- [What to work on]:
The expected output is each line below containing "recv", copied in full.

──────── Records provided ────────

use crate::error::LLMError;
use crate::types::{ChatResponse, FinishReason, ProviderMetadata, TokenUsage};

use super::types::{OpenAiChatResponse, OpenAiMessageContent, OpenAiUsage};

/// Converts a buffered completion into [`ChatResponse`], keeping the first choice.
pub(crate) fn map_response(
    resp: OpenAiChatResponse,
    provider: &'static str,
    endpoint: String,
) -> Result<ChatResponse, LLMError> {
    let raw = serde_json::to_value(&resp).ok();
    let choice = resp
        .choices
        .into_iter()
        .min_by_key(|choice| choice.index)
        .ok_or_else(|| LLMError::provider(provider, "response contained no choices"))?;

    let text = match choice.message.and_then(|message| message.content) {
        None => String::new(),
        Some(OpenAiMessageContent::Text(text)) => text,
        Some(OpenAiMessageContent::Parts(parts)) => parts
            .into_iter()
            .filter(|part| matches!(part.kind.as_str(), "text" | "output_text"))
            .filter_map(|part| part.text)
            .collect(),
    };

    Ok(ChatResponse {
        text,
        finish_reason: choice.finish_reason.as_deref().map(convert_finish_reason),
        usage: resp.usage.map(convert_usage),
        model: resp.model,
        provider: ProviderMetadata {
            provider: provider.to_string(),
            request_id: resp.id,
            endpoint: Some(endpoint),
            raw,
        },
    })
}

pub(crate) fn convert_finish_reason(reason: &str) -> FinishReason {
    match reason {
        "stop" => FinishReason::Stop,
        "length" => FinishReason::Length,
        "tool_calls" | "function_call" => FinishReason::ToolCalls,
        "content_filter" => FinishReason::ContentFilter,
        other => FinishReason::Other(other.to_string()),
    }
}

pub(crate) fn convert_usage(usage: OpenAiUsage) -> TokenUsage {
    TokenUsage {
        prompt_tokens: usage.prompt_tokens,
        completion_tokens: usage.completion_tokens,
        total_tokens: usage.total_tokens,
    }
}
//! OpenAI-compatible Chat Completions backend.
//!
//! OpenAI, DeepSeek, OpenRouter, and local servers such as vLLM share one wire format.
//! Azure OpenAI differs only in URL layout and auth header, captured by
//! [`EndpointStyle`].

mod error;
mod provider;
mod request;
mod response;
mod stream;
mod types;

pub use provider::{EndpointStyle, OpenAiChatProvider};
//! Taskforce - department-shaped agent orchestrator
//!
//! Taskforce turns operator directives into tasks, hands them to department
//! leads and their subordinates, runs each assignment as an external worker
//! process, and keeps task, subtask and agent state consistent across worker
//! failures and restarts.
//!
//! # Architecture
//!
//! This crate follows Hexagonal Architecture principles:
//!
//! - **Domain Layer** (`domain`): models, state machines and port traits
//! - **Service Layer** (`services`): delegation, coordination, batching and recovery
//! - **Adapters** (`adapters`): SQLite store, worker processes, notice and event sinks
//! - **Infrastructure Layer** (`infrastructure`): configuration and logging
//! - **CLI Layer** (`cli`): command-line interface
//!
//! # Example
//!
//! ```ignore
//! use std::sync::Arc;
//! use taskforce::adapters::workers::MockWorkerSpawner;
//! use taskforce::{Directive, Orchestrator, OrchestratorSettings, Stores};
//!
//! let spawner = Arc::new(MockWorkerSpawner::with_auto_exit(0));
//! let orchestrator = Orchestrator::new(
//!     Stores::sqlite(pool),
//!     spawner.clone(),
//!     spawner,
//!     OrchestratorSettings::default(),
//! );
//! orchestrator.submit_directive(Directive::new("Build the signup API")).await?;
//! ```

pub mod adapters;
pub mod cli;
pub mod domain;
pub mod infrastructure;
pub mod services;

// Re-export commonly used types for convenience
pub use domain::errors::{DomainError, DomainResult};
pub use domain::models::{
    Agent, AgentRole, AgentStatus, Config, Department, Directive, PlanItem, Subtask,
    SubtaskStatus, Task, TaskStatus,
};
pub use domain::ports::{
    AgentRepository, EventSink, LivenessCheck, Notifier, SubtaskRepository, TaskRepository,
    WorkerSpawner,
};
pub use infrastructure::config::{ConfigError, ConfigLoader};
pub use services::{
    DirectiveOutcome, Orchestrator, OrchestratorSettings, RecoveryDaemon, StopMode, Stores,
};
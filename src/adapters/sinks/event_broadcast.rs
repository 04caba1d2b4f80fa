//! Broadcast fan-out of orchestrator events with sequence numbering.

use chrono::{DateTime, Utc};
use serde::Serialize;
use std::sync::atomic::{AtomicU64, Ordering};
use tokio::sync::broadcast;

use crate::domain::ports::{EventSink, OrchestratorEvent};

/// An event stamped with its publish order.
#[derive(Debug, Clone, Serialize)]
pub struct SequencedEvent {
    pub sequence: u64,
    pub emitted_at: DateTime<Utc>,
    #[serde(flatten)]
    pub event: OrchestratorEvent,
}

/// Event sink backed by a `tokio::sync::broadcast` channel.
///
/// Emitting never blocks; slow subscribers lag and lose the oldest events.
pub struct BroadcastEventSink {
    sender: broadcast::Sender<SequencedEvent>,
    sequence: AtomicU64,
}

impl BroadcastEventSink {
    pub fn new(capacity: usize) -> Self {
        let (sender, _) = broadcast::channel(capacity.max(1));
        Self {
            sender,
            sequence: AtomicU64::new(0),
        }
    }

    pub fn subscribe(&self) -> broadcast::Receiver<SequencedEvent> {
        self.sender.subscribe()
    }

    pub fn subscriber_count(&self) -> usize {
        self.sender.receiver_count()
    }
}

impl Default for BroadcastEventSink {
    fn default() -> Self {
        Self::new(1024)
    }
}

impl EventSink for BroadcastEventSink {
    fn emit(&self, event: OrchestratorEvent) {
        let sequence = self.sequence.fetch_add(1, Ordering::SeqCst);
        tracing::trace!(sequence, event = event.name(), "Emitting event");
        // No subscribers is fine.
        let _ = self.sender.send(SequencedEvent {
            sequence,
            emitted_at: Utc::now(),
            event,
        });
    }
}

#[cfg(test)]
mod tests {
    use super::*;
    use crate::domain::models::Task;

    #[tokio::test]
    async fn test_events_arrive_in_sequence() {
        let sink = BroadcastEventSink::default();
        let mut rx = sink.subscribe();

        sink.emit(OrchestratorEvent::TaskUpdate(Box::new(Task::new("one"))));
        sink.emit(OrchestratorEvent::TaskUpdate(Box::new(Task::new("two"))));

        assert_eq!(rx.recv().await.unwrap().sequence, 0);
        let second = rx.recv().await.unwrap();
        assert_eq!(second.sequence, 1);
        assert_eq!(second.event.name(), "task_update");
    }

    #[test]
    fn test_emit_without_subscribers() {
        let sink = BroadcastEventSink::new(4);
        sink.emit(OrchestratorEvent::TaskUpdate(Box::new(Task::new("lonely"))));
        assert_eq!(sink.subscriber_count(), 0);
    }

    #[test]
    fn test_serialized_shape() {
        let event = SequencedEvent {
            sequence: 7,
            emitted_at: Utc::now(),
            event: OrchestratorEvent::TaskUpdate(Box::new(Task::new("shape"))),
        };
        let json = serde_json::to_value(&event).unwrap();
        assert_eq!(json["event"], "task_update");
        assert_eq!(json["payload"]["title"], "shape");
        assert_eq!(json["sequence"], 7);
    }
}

────────

- [Expected answer]:
        assert_eq!(rx.recv().await.unwrap().sequence, 0);
        let second = rx.recv().await.unwrap();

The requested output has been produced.